╭─ DATA EXCERPTS

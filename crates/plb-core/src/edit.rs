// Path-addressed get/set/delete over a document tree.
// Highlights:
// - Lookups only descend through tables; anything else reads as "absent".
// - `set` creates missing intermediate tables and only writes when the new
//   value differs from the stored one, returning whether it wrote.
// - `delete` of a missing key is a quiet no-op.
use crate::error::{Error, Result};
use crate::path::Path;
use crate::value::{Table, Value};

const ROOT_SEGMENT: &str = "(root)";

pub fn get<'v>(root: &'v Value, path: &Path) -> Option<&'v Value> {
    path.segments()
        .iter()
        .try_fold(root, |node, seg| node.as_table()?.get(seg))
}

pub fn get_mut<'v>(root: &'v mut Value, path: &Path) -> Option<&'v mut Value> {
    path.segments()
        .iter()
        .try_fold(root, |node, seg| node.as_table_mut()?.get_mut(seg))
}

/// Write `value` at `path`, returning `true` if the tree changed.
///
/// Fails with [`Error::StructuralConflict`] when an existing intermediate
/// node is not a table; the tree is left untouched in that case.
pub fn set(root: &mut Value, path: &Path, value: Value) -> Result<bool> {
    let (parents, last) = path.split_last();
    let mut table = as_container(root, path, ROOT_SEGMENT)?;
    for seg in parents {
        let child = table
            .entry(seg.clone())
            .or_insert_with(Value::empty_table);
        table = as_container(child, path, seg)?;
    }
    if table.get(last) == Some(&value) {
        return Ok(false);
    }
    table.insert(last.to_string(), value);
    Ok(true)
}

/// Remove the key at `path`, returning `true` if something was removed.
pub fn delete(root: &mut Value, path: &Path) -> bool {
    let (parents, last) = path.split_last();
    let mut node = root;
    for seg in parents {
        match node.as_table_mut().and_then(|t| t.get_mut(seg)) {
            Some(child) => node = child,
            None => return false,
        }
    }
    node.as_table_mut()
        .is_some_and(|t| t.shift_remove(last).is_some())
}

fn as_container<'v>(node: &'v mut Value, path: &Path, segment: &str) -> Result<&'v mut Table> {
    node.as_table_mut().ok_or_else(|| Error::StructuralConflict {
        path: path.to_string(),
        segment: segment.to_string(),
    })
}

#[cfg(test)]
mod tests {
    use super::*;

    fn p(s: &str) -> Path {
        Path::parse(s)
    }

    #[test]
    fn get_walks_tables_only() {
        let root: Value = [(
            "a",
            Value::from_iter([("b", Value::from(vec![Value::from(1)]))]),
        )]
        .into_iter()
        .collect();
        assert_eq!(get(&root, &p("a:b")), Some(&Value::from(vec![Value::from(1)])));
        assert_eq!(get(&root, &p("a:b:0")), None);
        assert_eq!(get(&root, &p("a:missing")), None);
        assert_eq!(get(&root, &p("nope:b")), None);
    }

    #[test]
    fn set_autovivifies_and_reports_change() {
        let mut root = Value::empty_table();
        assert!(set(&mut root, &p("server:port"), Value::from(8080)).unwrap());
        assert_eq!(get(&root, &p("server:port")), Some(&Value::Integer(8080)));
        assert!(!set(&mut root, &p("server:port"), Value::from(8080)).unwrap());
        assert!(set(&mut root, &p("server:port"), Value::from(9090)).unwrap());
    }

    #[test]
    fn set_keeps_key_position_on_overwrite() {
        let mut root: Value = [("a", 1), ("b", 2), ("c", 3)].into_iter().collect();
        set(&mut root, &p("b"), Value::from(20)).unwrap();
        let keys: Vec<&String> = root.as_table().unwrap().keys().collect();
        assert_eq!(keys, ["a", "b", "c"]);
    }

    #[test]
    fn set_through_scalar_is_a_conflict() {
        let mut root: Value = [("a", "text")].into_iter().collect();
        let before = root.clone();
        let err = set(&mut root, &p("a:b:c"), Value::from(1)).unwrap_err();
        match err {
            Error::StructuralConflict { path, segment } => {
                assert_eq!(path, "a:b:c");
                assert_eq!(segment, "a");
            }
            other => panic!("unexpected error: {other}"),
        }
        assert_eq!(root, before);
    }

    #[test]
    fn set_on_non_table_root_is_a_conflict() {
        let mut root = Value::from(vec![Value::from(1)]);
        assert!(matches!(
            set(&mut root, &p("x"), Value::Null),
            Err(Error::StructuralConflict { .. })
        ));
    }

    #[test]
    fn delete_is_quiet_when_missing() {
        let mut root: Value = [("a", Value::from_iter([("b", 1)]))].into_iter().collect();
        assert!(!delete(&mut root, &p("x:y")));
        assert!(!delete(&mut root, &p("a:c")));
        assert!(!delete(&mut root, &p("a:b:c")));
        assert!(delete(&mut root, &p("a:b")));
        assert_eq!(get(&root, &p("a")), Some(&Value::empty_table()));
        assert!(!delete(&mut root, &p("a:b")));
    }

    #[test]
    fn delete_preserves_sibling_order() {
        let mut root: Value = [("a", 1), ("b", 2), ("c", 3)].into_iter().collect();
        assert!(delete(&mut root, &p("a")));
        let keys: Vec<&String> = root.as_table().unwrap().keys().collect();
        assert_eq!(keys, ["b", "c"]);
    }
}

╰─
╭─ DATA EXCERPTS

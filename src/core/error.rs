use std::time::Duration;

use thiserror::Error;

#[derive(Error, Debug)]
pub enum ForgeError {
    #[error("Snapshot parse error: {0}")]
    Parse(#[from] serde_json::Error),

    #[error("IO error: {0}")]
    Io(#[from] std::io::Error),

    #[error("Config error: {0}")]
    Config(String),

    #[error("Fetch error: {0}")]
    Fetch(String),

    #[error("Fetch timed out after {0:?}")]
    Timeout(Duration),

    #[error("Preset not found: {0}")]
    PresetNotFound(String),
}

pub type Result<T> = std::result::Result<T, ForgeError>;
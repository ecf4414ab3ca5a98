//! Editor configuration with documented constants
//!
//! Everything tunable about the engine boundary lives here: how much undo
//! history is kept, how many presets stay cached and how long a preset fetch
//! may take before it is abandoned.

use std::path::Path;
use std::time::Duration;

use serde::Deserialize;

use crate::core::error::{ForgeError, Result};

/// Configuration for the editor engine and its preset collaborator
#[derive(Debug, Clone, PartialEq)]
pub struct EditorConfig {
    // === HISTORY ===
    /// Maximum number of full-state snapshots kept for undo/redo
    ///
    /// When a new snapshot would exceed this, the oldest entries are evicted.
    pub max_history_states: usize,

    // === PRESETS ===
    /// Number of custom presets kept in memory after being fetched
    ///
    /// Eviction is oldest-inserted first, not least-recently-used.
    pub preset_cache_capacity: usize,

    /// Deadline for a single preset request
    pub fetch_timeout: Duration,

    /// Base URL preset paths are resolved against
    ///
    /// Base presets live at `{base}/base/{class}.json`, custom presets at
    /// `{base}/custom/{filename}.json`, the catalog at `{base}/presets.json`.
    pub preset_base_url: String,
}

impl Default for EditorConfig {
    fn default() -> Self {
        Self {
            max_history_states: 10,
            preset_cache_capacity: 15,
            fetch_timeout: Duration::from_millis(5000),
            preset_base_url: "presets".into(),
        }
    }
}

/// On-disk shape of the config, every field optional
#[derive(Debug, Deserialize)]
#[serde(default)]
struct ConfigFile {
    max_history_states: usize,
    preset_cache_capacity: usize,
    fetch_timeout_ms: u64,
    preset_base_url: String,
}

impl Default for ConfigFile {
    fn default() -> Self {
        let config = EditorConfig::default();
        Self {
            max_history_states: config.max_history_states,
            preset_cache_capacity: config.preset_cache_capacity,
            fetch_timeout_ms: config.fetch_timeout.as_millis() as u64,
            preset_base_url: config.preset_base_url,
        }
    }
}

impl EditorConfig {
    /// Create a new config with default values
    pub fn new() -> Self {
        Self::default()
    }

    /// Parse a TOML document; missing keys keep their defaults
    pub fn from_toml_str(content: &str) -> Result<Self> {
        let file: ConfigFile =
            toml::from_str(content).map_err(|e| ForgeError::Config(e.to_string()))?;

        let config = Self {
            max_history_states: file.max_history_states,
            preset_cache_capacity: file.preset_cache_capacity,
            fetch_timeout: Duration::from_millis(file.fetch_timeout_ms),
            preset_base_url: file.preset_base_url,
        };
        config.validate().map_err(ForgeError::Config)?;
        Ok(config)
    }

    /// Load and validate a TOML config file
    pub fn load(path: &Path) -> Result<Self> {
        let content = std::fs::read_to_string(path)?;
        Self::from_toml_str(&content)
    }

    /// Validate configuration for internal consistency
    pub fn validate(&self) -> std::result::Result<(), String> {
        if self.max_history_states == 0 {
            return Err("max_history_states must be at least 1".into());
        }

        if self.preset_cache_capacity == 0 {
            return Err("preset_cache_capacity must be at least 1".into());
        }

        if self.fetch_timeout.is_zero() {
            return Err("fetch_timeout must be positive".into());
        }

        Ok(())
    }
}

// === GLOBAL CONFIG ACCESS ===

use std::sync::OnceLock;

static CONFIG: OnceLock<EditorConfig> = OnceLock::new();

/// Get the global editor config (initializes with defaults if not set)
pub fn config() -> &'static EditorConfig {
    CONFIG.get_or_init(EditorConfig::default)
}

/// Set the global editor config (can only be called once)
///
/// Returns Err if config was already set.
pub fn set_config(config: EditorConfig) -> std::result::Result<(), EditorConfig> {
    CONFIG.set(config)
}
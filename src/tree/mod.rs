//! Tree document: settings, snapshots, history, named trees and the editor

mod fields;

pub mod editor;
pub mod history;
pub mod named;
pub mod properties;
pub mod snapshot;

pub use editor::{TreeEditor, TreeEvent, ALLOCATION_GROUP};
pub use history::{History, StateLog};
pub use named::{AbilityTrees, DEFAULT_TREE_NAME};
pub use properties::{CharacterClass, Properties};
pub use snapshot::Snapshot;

╰─

ABOUT THIS TASK: Show every line from the listing above in which the string "last" appears.

EXPECTED ANSWER:
    let (parents, last) = path.split_last();
    if table.get(last) == Some(&value) {
    table.insert(last.to_string(), value);
    let (parents, last) = path.split_last();
        .is_some_and(|t| t.shift_remove(last).is_some())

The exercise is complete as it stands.